定期的に情報交換しているKさんお薦めの本でした。
早速購入したら、なんと既に購入していました。

読んでみたら、とても面白い。
学び一杯。

ちょうどランチをする機会があったので本が大好きなコープさっぽろの大見理事長に1冊プレゼント。

喜んで頂けました。

さて内容

日本にはスーパー経理部長はいるが、真のCFOはいない。

CFOを教育するために一橋大学 伊藤邦雄教授が教育機関を立ち上げた。
その際に著者であるエーザイの柳良平CFOが非常勤講師として参画。
理論、データ、実践が揃ったCFO必読の本になっています。

理論は伊藤教授はじめ、最先端が学べます。

データは、グローバル投資家サーベイとして2007年から19年まで12年間の100名以上の投資家の意見。

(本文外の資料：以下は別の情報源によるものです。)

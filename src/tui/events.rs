//! Event handling - keyboard input mapped to actions
//!
//! Pure key -> action mapping so the dispatch in `app` stays testable
//! without a terminal. An open confirm prompt or cow form captures all
//! input until it is resolved.

use crossterm::event::{self, Event, KeyCode, KeyEvent, KeyModifiers};
use std::time::Duration;

use super::state::{UiState, View};

/// Actions triggered by user input
#[derive(Debug, Clone, Copy, PartialEq, Eq)]
pub enum Action {
    Quit,
    SwitchView(View),
    NextView,
    PrevView,
    Up,
    Down,

    ConfirmYes,
    ConfirmNo,

    // Robot commands
    StartRobot,
    StopRobot,
    Maintenance,
    Diagnostics,
    ResetRobot,

    // Herd
    AddCow,
    EditCow,
    DeleteCow,

    // Cow form
    FormInput(char),
    FormBackspace,
    FormNextField,
    FormPrevField,
    FormCycleLeft,
    FormCycleRight,
    FormSubmit,
    FormCancel,

    // Settings / analytics
    SettingsDecrease,
    SettingsIncrease,
    SaveSettings,
    ExportSettings,
    EmergencyStop,
    ExportReport,

    None,
}

/// Map a key event to an action given the current UI mode
pub fn map_key(key: KeyEvent, ui: &UiState) -> Action {
    // A confirm prompt swallows everything except its own answers
    if ui.confirm.is_some() {
        return match key.code {
            KeyCode::Char('y') | KeyCode::Enter => Action::ConfirmYes,
            KeyCode::Char('n') | KeyCode::Esc => Action::ConfirmNo,
            _ => Action::None,
        };
    }

    // The cow form owns the keyboard while open
    if ui.cow_form.is_some() {
        return match key.code {
            KeyCode::Esc => Action::FormCancel,
            KeyCode::Enter => Action::FormSubmit,
            KeyCode::Tab | KeyCode::Down => Action::FormNextField,
            KeyCode::BackTab | KeyCode::Up => Action::FormPrevField,
            KeyCode::Left => Action::FormCycleLeft,
            KeyCode::Right => Action::FormCycleRight,
            KeyCode::Backspace => Action::FormBackspace,
            KeyCode::Char(c) if !key.modifiers.contains(KeyModifiers::CONTROL) => {
                Action::FormInput(c)
            }
            _ => Action::None,
        };
    }

    // Global keybindings
    match (key.modifiers, key.code) {
        (KeyModifiers::NONE, KeyCode::Char('q')) => return Action::Quit,
        (KeyModifiers::CONTROL, KeyCode::Char('c')) => return Action::Quit,
        (KeyModifiers::NONE, KeyCode::Char('1')) => return Action::SwitchView(View::Dashboard),
        (KeyModifiers::NONE, KeyCode::Char('2')) => return Action::SwitchView(View::Herd),
        (KeyModifiers::NONE, KeyCode::Char('3')) => return Action::SwitchView(View::Robots),
        (KeyModifiers::NONE, KeyCode::Char('4')) => return Action::SwitchView(View::Analytics),
        (KeyModifiers::NONE, KeyCode::Char('5')) => return Action::SwitchView(View::Settings),
        (KeyModifiers::NONE, KeyCode::Tab) => return Action::NextView,
        (KeyModifiers::SHIFT, KeyCode::BackTab) => return Action::PrevView,
        _ => {}
    }

    match key.code {
        KeyCode::Up | KeyCode::Char('k') => return Action::Up,
        KeyCode::Down | KeyCode::Char('j') => return Action::Down,
        _ => {}
    }

    // View-local keybindings
    match ui.view {
        View::Robots => match key.code {
            KeyCode::Char('s') => Action::StartRobot,
            KeyCode::Char('t') => Action::StopRobot,
            KeyCode::Char('m') => Action::Maintenance,
            KeyCode::Char('g') => Action::Diagnostics,
            KeyCode::Char('r') => Action::ResetRobot,
            _ => Action::None,
        },
        View::Herd => match key.code {
            KeyCode::Char('a') => Action::AddCow,
            KeyCode::Char('e') => Action::EditCow,
            KeyCode::Char('d') => Action::DeleteCow,
            _ => Action::None,
        },
        View::Settings => match key.code {
            KeyCode::Left => Action::SettingsDecrease,
            KeyCode::Right | KeyCode::Char(' ') => Action::SettingsIncrease,
            KeyCode::Char('w') => Action::SaveSettings,
            KeyCode::Char('e') => Action::ExportSettings,
            KeyCode::Char('x') => Action::EmergencyStop,
            _ => Action::None,
        },
        View::Analytics => match key.code {
            KeyCode::Char('e') => Action::ExportReport,
            _ => Action::None,
        },
        View::Dashboard => Action::None,
    }
}

/// Poll for keyboard events with timeout
pub fn poll_event(timeout: Duration) -> std::io::Result<Option<KeyEvent>> {
    if event::poll(timeout)? {
        if let Event::Key(key) = event::read()? {
            return Ok(Some(key));
        }
    }
    Ok(None)
}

筆者自身が実施した200名以上、3000件の海外投資家との意見交換の実績。

そして実践としては、世界の投資家の著述へのサポートとエーザイ社での実践が挙げられます。

エーザイに関しては、各種データも開示していて、それを読むだけでも面白いです。

CFOの仕事は、企業価値の番人であり、企業価値の創造者だと言います。

これが、スーパー経理部長とCFOの違いだと思うのです。

金の事だけを担当しているのか、企業価値まで意識して、それを実践できているのか?

まさに、これを実践するための内容が書かれています。

世界の投資家の意見 2007年→2019年

・日本企業のガバナンスに関する満足度 07年満足2%→19年22%と改善傾向

・日本企業のROEに関する満足度 07年満足2%→19年17%と改善傾向
 ROEが8%程度になると満足が上昇

・ROEとESGを両立して価値連関性を示してほしい 07年満足48%→19年75%と改善傾向

不都合な真実 日本企業の保有現金100円は50円

 日本企業が保有する現金100円をどのように評価するかという質問があります。

 現金なので100円と評価すれば良いですよね。

 しかし半分しか100としか評価していないのです。

 半分は50円~と見積もっているのです。

 その理由は、コーポレートガバナンスやそれを理解するコスト。

 また変な投資をするのではないかというリスクで割り引いているようなのです。

 つまり、現金があったとしてもどう使うか分からず、損することに使いそうだという事なのです。
→悲しすぎる評価ですね。

企業価値を高めるCFOポリシーと財務戦略マップ

エーザイの事例が載っています。さすがです。分かりやすいです。
IR→株主価値の最大化が説明されています。

財務戦略
①配当方針
②ROEマネジメント
③投資採択基準:VCIC
NPV&IRR→リスク調整後ハードルレート
④最適資本構成
⑤資本コスト

※それぞれが理論に基づいて説明できるようになっています

 ROE経営について言及があります

  PBR=ROE×PER

ROEは長期的に株主リターン(TSR)に収れんし、機関投資家の9割が重視

株主価値との価値連関性は証明済

ROEを高めるにはデュポン分析が有効

ROE=マージン×ターンオーバー×レバレッジ

ROEを高めるために、レバレッジ(総資産/株主資本)を高める批判がある

※過度な借入金をするなどで数値が上がる

しかし、アメリカのS&Pの平均レバレッジは5%以下で、日本のTOPIXの平均レバレッジは6%強。つまり日本企業の方がレバレッジが高い!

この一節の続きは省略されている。